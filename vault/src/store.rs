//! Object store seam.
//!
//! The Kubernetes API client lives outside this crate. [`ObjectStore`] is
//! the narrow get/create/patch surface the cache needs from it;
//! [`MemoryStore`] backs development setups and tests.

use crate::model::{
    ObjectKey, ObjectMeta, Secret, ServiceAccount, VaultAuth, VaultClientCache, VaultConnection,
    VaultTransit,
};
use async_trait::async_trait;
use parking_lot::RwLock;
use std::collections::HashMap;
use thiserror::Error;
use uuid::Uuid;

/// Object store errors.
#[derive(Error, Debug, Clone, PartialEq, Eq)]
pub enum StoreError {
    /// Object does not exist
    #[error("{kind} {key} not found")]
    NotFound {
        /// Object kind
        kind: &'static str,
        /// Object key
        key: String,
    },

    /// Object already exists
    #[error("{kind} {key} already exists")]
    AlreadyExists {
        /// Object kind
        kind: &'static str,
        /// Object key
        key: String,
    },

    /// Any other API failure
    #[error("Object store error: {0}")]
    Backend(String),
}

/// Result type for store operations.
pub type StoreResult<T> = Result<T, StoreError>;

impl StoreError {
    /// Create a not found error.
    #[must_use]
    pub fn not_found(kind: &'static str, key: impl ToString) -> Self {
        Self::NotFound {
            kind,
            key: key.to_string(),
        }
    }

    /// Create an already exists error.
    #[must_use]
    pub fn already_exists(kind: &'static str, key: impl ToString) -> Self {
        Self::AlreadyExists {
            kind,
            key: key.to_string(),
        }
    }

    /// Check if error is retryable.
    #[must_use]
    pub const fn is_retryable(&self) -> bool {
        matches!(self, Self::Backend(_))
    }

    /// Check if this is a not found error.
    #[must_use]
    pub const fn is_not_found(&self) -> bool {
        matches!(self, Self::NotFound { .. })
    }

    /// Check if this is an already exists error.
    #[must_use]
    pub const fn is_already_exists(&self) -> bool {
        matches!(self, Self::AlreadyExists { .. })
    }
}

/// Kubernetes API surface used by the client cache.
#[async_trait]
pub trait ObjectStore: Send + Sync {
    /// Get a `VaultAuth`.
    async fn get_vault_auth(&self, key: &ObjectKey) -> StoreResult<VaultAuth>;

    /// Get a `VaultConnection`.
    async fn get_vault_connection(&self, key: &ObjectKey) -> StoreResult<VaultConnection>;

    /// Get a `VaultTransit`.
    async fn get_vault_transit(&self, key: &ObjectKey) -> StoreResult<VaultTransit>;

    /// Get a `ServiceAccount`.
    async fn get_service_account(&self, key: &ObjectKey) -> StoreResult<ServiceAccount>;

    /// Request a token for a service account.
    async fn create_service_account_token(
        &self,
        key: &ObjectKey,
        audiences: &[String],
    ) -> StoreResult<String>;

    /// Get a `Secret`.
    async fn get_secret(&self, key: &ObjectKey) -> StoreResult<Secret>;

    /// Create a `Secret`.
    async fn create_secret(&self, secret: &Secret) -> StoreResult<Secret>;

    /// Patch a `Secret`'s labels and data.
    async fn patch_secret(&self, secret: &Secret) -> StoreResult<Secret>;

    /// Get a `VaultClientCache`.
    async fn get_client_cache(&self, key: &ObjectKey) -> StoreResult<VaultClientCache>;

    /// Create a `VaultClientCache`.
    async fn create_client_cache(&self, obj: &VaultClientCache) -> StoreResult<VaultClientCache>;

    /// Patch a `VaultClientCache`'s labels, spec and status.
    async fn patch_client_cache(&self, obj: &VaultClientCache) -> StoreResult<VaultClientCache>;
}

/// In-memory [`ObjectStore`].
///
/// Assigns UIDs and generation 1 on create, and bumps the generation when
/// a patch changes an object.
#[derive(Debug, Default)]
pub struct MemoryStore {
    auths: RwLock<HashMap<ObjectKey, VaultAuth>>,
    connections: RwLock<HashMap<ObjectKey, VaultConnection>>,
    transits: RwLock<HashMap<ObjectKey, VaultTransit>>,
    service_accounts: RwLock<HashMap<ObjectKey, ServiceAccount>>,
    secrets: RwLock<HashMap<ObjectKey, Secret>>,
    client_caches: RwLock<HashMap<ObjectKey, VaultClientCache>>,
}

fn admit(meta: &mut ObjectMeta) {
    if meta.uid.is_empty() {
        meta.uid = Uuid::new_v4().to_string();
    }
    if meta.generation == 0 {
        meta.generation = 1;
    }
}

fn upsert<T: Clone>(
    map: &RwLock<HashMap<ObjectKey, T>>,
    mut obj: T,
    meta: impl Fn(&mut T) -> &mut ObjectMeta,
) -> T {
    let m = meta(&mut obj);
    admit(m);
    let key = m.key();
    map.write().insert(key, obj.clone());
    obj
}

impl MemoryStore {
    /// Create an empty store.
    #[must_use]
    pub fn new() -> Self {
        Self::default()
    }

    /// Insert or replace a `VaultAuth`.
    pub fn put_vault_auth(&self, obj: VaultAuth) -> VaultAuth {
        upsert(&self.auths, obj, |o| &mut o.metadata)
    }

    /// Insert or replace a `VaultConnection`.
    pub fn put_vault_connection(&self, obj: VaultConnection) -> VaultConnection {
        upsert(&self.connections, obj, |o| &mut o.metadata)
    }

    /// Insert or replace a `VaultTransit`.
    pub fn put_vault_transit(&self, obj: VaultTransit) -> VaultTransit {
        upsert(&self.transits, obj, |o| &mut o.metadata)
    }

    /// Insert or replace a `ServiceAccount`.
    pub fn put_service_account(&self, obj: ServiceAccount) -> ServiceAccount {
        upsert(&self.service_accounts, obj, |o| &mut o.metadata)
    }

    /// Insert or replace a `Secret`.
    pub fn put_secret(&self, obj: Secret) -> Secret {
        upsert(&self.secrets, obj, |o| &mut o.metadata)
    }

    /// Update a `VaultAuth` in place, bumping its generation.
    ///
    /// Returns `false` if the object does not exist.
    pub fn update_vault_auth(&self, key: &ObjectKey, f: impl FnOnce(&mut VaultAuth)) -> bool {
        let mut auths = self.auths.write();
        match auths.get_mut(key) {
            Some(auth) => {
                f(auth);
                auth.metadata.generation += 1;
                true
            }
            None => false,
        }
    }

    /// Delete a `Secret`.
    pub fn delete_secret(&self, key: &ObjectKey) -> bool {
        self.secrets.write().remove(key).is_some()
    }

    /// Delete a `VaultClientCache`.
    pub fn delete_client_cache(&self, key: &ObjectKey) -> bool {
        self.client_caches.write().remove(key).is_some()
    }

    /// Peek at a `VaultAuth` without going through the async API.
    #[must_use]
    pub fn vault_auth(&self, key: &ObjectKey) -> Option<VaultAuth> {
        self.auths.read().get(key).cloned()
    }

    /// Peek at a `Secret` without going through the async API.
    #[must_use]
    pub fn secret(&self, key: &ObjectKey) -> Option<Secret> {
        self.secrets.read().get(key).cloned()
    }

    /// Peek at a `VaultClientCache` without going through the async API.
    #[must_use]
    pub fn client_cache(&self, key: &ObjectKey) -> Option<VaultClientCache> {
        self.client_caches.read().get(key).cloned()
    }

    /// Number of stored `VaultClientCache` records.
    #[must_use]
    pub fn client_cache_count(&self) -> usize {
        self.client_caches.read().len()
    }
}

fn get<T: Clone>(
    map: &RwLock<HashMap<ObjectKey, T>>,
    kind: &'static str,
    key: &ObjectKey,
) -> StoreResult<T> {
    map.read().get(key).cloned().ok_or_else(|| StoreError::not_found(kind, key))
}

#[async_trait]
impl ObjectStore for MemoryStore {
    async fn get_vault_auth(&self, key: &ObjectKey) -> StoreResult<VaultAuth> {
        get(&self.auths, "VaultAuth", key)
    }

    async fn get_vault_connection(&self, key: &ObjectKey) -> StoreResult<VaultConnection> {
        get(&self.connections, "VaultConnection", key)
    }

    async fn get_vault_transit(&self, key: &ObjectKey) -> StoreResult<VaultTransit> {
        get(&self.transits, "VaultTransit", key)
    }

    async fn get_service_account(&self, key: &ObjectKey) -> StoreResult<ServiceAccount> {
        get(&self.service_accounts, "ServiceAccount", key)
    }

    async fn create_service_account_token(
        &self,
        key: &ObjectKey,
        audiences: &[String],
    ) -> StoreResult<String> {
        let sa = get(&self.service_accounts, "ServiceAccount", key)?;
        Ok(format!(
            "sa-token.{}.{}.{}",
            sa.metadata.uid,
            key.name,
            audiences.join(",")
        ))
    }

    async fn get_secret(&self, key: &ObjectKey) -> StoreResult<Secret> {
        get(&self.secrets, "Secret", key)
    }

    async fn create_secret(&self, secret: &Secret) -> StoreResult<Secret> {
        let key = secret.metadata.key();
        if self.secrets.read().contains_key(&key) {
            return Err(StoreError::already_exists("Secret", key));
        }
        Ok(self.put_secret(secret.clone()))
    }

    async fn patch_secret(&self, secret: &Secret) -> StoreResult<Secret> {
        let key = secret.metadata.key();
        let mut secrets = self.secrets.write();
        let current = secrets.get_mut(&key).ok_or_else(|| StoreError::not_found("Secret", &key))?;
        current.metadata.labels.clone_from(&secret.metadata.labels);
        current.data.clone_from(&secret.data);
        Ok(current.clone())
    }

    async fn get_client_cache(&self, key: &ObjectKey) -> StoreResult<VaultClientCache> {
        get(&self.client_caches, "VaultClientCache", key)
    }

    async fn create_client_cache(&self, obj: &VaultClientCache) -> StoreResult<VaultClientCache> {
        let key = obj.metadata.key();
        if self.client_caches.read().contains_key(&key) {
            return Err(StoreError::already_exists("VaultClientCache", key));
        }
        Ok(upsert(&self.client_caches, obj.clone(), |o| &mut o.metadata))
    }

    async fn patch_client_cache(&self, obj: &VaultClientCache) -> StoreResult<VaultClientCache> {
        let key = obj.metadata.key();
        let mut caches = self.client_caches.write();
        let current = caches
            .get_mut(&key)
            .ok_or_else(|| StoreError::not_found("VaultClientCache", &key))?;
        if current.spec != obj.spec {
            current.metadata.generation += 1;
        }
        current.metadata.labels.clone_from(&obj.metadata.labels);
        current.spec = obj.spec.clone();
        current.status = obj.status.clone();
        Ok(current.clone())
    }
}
┄┄┄┄┄┄
| WORK TO COMPLETE |
For the word "through", find all matching lines in the entries above and copy them out.

| ANSWER AREA |
    /// Peek at a `VaultAuth` without going through the async API.
    /// Peek at a `Secret` without going through the async API.
    /// Peek at a `VaultClientCache` without going through the async API.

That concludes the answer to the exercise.